An exact copy of all the data is the expected answer.

Collected data:
——
//! Time-driven scrolling text for fixed-width fields.
//!
//! A [`Marquee`] owns a copy of its text and a scroll position. The data
//! side (`update` / `window`) is separate from painting, so the same
//! scroller can be drawn plainly or over a cleared field.
//!
//! Positions count characters, not bytes; SSIDs may carry UTF-8.

use embedded_graphics::mono_font::MonoTextStyle;
use embedded_graphics::pixelcolor::BinaryColor;
use embedded_graphics::prelude::*;
use embedded_graphics::primitives::{PrimitiveStyle, Rectangle};
use embedded_graphics::text::{Baseline, Text};
use heapless::String;

use crate::config::{MarqueeConfig, SMOOTH_STEP_PX};

/// Default text capacity, enough for SSIDs and passwords.
pub const MARQUEE_CAPACITY: usize = 64;

/// Scrolling view over one piece of text.
#[derive(Clone, Debug)]
pub struct Marquee<const N: usize = MARQUEE_CAPACITY> {
    text: String<N>,
    len_chars: usize,
    config: MarqueeConfig,
    position: usize,
    pixel_offset: u32,
    paused: bool,
    parked: bool,
    pause_started_ms: u64,
    last_step_ms: u64,
    needs_scrolling: bool,
}

impl<const N: usize> Marquee<N> {
    pub fn new(config: MarqueeConfig) -> Self {
        Self {
            text: String::new(),
            len_chars: 0,
            config,
            position: 0,
            pixel_offset: 0,
            paused: false,
            parked: false,
            pause_started_ms: 0,
            last_step_ms: 0,
            needs_scrolling: false,
        }
    }

    /// Replace the text and restart from the head with a fresh pause.
    ///
    /// Text longer than the capacity is cut at a character boundary.
    pub fn set_text(&mut self, text: &str, now_ms: u64) {
        self.text.clear();
        for c in text.chars() {
            if self.text.push(c).is_err() {
                break;
            }
        }
        self.len_chars = self.text.chars().count();
        self.reset(now_ms);
        self.needs_scrolling = self.len_chars > self.config.width_chars;
    }

    /// Back to the head, paused.
    pub fn reset(&mut self, now_ms: u64) {
        self.position = 0;
        self.pixel_offset = 0;
        self.parked = false;
        self.last_step_ms = now_ms;
        self.pause_started_ms = now_ms;
        self.paused = true;
    }

    pub fn pause(&mut self, now_ms: u64) {
        self.paused = true;
        self.pause_started_ms = now_ms;
    }

    pub fn resume(&mut self, now_ms: u64) {
        self.paused = false;
        self.last_step_ms = now_ms;
    }

    /// Advance the animation. Call every loop iteration.
    ///
    /// Returns `true` when the visible window moved, so the caller knows
    /// the field needs repainting.
    pub fn update(&mut self, now_ms: u64) -> bool {
        if !self.needs_scrolling || self.parked {
            return false;
        }

        if self.paused {
            if now_ms.saturating_sub(self.pause_started_ms) >= self.config.pause_delay_ms {
                self.resume(now_ms);
            }
            return false;
        }

        if now_ms.saturating_sub(self.last_step_ms) < self.config.scroll_delay_ms {
            return false;
        }

        let before = (self.position, self.pixel_offset);
        if self.config.smooth {
            self.pixel_offset += SMOOTH_STEP_PX;
            if self.pixel_offset >= self.config.char_px {
                self.pixel_offset = 0;
                self.advance_char(now_ms);
            }
        } else {
            self.advance_char(now_ms);
        }

        self.last_step_ms = now_ms;
        (self.position, self.pixel_offset) != before
    }

    fn advance_char(&mut self, now_ms: u64) {
        self.position += 1;
        if self.position < self.len_chars {
            return;
        }

        if self.config.looping {
            self.position = 0;
        } else {
            // Stay on the tail until the text changes.
            self.position = self.len_chars.saturating_sub(self.config.width_chars);
            self.parked = true;
        }
        self.pixel_offset = 0;
        self.pause(now_ms);
    }

    /// Characters to show at the current position.
    ///
    /// Smooth mode carries one extra character for the partially visible
    /// cell on the right edge. Past the end, a looping marquee continues
    /// with one blank and then the head; the blank takes one of the slots.
    pub fn window(&self) -> String<N> {
        if !self.needs_scrolling {
            return self.text.clone();
        }

        let span = self.span();
        let mut out: String<N> = String::new();
        for c in self.text.chars().skip(self.position).take(span) {
            if out.push(c).is_err() {
                return out;
            }
        }

        let shown = self.len_chars.saturating_sub(self.position).min(span);
        if self.config.looping && shown < span {
            if out.push(' ').is_err() {
                return out;
            }
            for c in self.text.chars().take(span - shown - 1) {
                if out.push(c).is_err() {
                    break;
                }
            }
        }
        out
    }

    fn span(&self) -> usize {
        if self.config.smooth {
            self.config.width_chars + 1
        } else {
            self.config.width_chars
        }
    }

    /// Paint the window at `origin` (top-left), clipped to the field.
    pub fn draw<D>(&self, target: &mut D, origin: Point, style: MonoTextStyle<'_, BinaryColor>)
    where
        D: DrawTarget<Color = BinaryColor>,
    {
        let field = self.field(origin, style);
        let window = self.window();
        let start = origin - Point::new(self.pixel_offset as i32, 0);
        let mut clipped = target.clipped(&field);
        let _ = Text::with_baseline(window.as_str(), start, style, Baseline::Top).draw(&mut clipped);
    }

    /// Clear the field to `background`, then paint the window on top.
    pub fn draw_with_background<D>(
        &self,
        target: &mut D,
        origin: Point,
        style: MonoTextStyle<'_, BinaryColor>,
        background: BinaryColor,
    ) where
        D: DrawTarget<Color = BinaryColor>,
    {
        let field = self.field(origin, style);
        let _ = field
            .into_styled(PrimitiveStyle::with_fill(background))
            .draw(target);
        self.draw(target, origin, style);
    }

    fn field(&self, origin: Point, style: MonoTextStyle<'_, BinaryColor>) -> Rectangle {
        let height = style.font.character_size.height;
        Rectangle::new(origin, Size::new(self.config.width_px, height))
    }

    pub fn text(&self) -> &str {
        self.text.as_str()
    }

    pub fn is_scrolling(&self) -> bool {
        self.needs_scrolling && !self.paused
    }

    pub fn needs_scrolling(&self) -> bool {
        self.needs_scrolling
    }

    pub fn is_paused(&self) -> bool {
        self.paused
    }

    pub fn position(&self) -> usize {
        self.position
    }

    pub fn pixel_offset(&self) -> u32 {
        self.pixel_offset
    }

    pub fn config(&self) -> &MarqueeConfig {
        &self.config
    }
}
——
■ **Written response**:
//! Time-driven scrolling text for fixed-width fields.
//!
//! A [`Marquee`] owns a copy of its text and a scroll position. The data
//! side (`update` / `window`) is separate from painting, so the same
//! scroller can be drawn plainly or over a cleared field.
//!
//! Positions count characters, not bytes; SSIDs may carry UTF-8.

use embedded_graphics::mono_font::MonoTextStyle;
use embedded_graphics::pixelcolor::BinaryColor;
use embedded_graphics::prelude::*;
use embedded_graphics::primitives::{PrimitiveStyle, Rectangle};
use embedded_graphics::text::{Baseline, Text};
use heapless::String;

use crate::config::{MarqueeConfig, SMOOTH_STEP_PX};

/// Default text capacity, enough for SSIDs and passwords.
pub const MARQUEE_CAPACITY: usize = 64;

/// Scrolling view over one piece of text.
#[derive(Clone, Debug)]
pub struct Marquee<const N: usize = MARQUEE_CAPACITY> {
    text: String<N>,
    len_chars: usize,
    config: MarqueeConfig,
    position: usize,
    pixel_offset: u32,
    paused: bool,
    parked: bool,
    pause_started_ms: u64,
    last_step_ms: u64,
    needs_scrolling: bool,
}

impl<const N: usize> Marquee<N> {
    pub fn new(config: MarqueeConfig) -> Self {
        Self {
            text: String::new(),
            len_chars: 0,
            config,
            position: 0,
            pixel_offset: 0,
            paused: false,
            parked: false,
            pause_started_ms: 0,
            last_step_ms: 0,
            needs_scrolling: false,
        }
    }

    /// Replace the text and restart from the head with a fresh pause.
    ///
    /// Text longer than the capacity is cut at a character boundary.
    pub fn set_text(&mut self, text: &str, now_ms: u64) {
        self.text.clear();
        for c in text.chars() {
            if self.text.push(c).is_err() {
                break;
            }
        }
        self.len_chars = self.text.chars().count();
        self.reset(now_ms);
        self.needs_scrolling = self.len_chars > self.config.width_chars;
    }

    /// Back to the head, paused.
    pub fn reset(&mut self, now_ms: u64) {
        self.position = 0;
        self.pixel_offset = 0;
        self.parked = false;
        self.last_step_ms = now_ms;
        self.pause_started_ms = now_ms;
        self.paused = true;
    }

    pub fn pause(&mut self, now_ms: u64) {
        self.paused = true;
        self.pause_started_ms = now_ms;
    }

    pub fn resume(&mut self, now_ms: u64) {
        self.paused = false;
        self.last_step_ms = now_ms;
    }

    /// Advance the animation. Call every loop iteration.
    ///
    /// Returns `true` when the visible window moved, so the caller knows
    /// the field needs repainting.
    pub fn update(&mut self, now_ms: u64) -> bool {
        if !self.needs_scrolling || self.parked {
            return false;
        }

        if self.paused {
            if now_ms.saturating_sub(self.pause_started_ms) >= self.config.pause_delay_ms {
                self.resume(now_ms);
            }
            return false;
        }

        if now_ms.saturating_sub(self.last_step_ms) < self.config.scroll_delay_ms {
            return false;
        }

        let before = (self.position, self.pixel_offset);
        if self.config.smooth {
            self.pixel_offset += SMOOTH_STEP_PX;
            if self.pixel_offset >= self.config.char_px {
                self.pixel_offset = 0;
                self.advance_char(now_ms);
            }
        } else {
            self.advance_char(now_ms);
        }

        self.last_step_ms = now_ms;
        (self.position, self.pixel_offset) != before
    }

    fn advance_char(&mut self, now_ms: u64) {
        self.position += 1;
        if self.position < self.len_chars {
            return;
        }

        if self.config.looping {
            self.position = 0;
        } else {
            // Stay on the tail until the text changes.
            self.position = self.len_chars.saturating_sub(self.config.width_chars);
            self.parked = true;
        }
        self.pixel_offset = 0;
        self.pause(now_ms);
    }

    /// Characters to show at the current position.
    ///
    /// Smooth mode carries one extra character for the partially visible
    /// cell on the right edge. Past the end, a looping marquee continues
    /// with one blank and then the head; the blank takes one of the slots.
    pub fn window(&self) -> String<N> {
        if !self.needs_scrolling {
            return self.text.clone();
        }

        let span = self.span();
        let mut out: String<N> = String::new();
        for c in self.text.chars().skip(self.position).take(span) {
            if out.push(c).is_err() {
                return out;
            }
        }

        let shown = self.len_chars.saturating_sub(self.position).min(span);
        if self.config.looping && shown < span {
            if out.push(' ').is_err() {
                return out;
            }
            for c in self.text.chars().take(span - shown - 1) {
                if out.push(c).is_err() {
                    break;
                }
            }
        }
        out
    }

    fn span(&self) -> usize {
        if self.config.smooth {
            self.config.width_chars + 1
        } else {
            self.config.width_chars
        }
    }

    /// Paint the window at `origin` (top-left), clipped to the field.
    pub fn draw<D>(&self, target: &mut D, origin: Point, style: MonoTextStyle<'_, BinaryColor>)
    where
        D: DrawTarget<Color = BinaryColor>,
    {
        let field = self.field(origin, style);
        let window = self.window();
        let start = origin - Point::new(self.pixel_offset as i32, 0);
        let mut clipped = target.clipped(&field);
        let _ = Text::with_baseline(window.as_str(), start, style, Baseline::Top).draw(&mut clipped);
    }

    /// Clear the field to `background`, then paint the window on top.
    pub fn draw_with_background<D>(
        &self,
        target: &mut D,
        origin: Point,
        style: MonoTextStyle<'_, BinaryColor>,
        background: BinaryColor,
    ) where
        D: DrawTarget<Color = BinaryColor>,
    {
        let field = self.field(origin, style);
        let _ = field
            .into_styled(PrimitiveStyle::with_fill(background))
            .draw(target);
        self.draw(target, origin, style);
    }

    fn field(&self, origin: Point, style: MonoTextStyle<'_, BinaryColor>) -> Rectangle {
        let height = style.font.character_size.height;
        Rectangle::new(origin, Size::new(self.config.width_px, height))
    }

    pub fn text(&self) -> &str {
        self.text.as_str()
    }

    pub fn is_scrolling(&self) -> bool {
        self.needs_scrolling && !self.paused
    }

    pub fn needs_scrolling(&self) -> bool {
        self.needs_scrolling
    }

    pub fn is_paused(&self) -> bool {
        self.paused
    }

    pub fn position(&self) -> usize {
        self.position
    }

    pub fn pixel_offset(&self) -> u32 {
        self.pixel_offset
    }

    pub fn config(&self) -> &MarqueeConfig {
        &self.config
    }
}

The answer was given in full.